◆ **Task**:
Exactly the lines starting at the line containing "use volunteer_hub_core::SignupNotice;" and ending at the line containing "You for Volunteering!</h1>" are to be written out from the listing below, both included.

◆ **Source data**:
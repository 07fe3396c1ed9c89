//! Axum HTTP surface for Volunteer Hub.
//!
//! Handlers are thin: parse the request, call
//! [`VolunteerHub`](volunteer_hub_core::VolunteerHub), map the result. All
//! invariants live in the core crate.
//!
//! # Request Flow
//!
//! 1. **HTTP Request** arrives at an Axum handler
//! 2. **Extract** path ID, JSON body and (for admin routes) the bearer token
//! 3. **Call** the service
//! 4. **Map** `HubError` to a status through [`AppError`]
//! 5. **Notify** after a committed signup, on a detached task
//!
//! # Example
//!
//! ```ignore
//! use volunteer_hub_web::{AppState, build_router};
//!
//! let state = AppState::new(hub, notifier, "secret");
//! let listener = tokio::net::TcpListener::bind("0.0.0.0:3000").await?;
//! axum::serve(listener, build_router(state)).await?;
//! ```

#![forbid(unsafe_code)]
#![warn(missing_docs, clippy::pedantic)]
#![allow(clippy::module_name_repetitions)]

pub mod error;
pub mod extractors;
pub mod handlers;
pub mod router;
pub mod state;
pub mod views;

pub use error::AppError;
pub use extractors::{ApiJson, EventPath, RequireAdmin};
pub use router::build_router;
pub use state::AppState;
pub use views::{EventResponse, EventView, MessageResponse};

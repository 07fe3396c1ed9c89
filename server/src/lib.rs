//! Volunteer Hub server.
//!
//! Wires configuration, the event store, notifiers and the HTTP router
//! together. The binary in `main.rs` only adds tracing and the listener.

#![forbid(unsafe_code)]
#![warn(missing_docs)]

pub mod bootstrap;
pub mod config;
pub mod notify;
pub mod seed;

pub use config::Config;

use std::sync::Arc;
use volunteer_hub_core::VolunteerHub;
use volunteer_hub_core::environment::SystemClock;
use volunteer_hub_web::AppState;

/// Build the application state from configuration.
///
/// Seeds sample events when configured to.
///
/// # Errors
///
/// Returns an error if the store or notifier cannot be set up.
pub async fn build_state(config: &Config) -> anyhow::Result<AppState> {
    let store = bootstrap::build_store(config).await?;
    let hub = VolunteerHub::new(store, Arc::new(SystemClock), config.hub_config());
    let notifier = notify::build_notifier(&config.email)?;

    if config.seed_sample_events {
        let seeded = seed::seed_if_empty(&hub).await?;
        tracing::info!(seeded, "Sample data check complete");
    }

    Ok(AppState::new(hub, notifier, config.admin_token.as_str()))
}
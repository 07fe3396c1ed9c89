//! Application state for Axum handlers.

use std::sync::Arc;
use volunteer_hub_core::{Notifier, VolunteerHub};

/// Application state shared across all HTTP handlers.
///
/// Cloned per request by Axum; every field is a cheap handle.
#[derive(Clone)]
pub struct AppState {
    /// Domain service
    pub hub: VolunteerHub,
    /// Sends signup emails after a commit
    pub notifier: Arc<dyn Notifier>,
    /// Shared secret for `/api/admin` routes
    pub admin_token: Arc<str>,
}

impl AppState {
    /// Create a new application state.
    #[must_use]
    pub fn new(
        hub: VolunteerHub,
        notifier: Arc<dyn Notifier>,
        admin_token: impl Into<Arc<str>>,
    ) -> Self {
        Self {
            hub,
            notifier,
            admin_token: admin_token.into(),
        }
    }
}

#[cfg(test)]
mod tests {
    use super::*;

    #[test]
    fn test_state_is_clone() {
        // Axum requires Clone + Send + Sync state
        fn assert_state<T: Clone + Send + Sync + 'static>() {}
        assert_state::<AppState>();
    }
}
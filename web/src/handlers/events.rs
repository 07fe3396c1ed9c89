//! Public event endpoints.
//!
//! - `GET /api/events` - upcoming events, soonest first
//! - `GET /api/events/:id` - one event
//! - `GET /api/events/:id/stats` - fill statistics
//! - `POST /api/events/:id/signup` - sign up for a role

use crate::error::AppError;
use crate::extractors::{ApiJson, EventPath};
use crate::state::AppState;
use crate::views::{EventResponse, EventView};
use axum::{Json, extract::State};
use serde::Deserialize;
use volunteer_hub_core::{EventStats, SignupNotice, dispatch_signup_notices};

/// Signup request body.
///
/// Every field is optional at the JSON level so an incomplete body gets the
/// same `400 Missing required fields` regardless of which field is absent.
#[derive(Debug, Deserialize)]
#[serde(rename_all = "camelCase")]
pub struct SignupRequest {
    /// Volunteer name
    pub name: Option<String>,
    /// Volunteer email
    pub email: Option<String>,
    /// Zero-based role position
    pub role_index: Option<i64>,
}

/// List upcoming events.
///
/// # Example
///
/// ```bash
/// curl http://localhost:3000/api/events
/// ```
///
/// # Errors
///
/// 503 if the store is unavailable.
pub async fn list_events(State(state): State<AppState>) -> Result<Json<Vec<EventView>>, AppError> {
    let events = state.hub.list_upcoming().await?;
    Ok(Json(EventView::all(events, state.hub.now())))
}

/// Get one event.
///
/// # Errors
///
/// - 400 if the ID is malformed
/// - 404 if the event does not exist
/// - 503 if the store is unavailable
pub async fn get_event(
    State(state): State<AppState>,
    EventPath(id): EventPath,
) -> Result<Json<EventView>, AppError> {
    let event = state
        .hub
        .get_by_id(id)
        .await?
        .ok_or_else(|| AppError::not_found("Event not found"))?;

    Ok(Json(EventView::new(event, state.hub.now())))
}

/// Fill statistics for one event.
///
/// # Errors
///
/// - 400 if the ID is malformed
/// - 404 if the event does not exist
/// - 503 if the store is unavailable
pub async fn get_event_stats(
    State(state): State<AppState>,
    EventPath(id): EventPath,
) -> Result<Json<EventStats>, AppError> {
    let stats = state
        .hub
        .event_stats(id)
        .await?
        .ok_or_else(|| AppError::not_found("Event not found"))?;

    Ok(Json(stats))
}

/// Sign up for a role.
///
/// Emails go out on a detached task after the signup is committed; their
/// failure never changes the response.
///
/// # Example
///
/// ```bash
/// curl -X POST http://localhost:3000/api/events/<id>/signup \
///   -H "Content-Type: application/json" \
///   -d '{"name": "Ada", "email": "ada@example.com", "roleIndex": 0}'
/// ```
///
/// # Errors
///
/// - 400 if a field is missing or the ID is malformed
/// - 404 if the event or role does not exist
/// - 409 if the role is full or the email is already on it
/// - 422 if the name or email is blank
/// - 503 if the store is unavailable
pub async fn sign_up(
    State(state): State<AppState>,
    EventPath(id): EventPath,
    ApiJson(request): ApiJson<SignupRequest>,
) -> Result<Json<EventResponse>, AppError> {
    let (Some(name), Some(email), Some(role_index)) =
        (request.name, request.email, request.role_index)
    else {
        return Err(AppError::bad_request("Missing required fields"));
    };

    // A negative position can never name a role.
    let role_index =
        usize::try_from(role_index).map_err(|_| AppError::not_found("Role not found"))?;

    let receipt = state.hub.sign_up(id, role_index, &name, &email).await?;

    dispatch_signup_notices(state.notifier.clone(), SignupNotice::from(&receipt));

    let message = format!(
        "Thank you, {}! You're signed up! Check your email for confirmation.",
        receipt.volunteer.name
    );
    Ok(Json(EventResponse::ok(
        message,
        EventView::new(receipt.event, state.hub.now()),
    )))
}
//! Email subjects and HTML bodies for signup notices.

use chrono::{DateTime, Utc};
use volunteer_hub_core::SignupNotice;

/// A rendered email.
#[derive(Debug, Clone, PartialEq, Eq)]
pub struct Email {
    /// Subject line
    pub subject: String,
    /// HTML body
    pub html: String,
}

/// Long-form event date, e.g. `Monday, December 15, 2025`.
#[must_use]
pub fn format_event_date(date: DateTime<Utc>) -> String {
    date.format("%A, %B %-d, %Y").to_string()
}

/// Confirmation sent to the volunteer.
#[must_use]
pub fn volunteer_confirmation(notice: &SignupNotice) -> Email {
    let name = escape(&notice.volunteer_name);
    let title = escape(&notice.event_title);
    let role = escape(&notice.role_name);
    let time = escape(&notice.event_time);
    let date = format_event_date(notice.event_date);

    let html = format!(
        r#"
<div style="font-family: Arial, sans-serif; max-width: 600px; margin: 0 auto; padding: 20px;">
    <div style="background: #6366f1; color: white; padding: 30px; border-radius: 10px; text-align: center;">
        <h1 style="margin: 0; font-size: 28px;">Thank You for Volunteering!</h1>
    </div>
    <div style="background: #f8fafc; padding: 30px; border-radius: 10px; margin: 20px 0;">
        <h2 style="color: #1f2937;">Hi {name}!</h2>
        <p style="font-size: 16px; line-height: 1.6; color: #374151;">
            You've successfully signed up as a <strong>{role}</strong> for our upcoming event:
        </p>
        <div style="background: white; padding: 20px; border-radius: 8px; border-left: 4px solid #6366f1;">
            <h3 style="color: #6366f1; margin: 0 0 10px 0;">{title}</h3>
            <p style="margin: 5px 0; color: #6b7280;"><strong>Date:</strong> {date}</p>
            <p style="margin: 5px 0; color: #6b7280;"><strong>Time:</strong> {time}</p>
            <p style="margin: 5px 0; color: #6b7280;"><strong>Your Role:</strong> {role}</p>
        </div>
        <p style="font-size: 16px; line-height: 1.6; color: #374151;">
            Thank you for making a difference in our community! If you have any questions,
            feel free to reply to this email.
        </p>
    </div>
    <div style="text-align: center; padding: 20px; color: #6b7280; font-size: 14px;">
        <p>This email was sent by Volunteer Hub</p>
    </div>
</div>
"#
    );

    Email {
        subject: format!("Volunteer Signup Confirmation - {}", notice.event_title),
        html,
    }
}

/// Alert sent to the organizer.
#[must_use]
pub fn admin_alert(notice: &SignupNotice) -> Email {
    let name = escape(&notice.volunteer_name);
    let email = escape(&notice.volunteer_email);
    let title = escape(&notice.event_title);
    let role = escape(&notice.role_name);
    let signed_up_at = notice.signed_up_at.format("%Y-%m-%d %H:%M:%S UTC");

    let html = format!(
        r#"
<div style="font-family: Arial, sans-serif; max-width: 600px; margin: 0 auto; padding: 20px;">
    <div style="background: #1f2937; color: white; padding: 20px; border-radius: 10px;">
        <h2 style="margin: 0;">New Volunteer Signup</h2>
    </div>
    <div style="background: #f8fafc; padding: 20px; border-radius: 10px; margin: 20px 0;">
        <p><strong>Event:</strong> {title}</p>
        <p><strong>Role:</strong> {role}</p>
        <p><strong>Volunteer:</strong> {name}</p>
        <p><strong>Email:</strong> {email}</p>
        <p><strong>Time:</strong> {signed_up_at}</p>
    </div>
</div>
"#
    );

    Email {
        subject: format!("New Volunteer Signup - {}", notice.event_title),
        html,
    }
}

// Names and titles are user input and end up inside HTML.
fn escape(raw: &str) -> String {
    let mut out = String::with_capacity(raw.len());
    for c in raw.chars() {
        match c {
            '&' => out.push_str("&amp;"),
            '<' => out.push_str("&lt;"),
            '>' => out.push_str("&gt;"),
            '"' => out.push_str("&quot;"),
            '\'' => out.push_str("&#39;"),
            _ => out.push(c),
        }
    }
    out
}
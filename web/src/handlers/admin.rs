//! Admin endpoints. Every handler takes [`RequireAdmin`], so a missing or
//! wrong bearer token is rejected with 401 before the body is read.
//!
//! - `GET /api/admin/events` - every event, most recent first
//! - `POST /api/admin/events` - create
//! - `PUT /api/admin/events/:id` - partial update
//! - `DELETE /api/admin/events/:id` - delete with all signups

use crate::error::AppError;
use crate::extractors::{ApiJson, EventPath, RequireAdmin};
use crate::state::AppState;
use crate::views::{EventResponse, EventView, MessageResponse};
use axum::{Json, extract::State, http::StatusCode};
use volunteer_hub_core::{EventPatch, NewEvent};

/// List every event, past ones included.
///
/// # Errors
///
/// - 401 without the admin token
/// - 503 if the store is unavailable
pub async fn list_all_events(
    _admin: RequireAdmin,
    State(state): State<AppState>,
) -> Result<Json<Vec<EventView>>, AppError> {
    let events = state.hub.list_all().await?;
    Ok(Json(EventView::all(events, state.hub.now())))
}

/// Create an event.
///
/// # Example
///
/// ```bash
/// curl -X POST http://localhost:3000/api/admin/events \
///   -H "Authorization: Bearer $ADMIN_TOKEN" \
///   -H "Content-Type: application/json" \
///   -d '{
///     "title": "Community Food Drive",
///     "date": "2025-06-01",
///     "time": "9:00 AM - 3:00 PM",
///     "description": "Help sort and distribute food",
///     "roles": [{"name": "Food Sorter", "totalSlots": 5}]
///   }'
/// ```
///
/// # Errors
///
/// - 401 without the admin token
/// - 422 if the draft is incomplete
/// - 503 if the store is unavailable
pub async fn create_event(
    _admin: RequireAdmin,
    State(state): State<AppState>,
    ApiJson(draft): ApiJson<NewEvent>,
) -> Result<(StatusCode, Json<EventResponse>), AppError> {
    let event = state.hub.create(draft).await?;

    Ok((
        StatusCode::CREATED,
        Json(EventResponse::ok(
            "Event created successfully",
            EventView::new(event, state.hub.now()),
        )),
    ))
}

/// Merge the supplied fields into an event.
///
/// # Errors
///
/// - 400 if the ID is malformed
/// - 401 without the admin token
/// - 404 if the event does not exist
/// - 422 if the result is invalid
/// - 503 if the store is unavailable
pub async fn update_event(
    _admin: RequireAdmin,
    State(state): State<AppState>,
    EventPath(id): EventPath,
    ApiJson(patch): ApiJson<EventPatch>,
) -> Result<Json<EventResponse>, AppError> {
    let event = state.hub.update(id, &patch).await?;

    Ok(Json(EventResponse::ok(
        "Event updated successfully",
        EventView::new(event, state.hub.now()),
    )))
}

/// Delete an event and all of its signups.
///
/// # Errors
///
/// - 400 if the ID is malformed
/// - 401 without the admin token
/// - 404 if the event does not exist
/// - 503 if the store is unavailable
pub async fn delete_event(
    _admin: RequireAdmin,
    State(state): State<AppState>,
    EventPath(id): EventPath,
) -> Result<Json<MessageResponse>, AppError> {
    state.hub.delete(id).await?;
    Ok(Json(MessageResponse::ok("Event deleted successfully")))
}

◆ **Written solution**:
use volunteer_hub_core::SignupNotice;

/// A rendered email.
#[derive(Debug, Clone, PartialEq, Eq)]
pub struct Email {
    /// Subject line
    pub subject: String,
    /// HTML body
    pub html: String,
}

/// Long-form event date, e.g. `Monday, December 15, 2025`.
#[must_use]
pub fn format_event_date(date: DateTime<Utc>) -> String {
    date.format("%A, %B %-d, %Y").to_string()
}

/// Confirmation sent to the volunteer.
#[must_use]
pub fn volunteer_confirmation(notice: &SignupNotice) -> Email {
    let name = escape(&notice.volunteer_name);
    let title = escape(&notice.event_title);
    let role = escape(&notice.role_name);
    let time = escape(&notice.event_time);
    let date = format_event_date(notice.event_date);

    let html = format!(
        r#"
<div style="font-family: Arial, sans-serif; max-width: 600px; margin: 0 auto; padding: 20px;">
    <div style="background: #6366f1; color: white; padding: 30px; border-radius: 10px; text-align: center;">
        <h1 style="margin: 0; font-size: 28px;">Thank You for Volunteering!</h1>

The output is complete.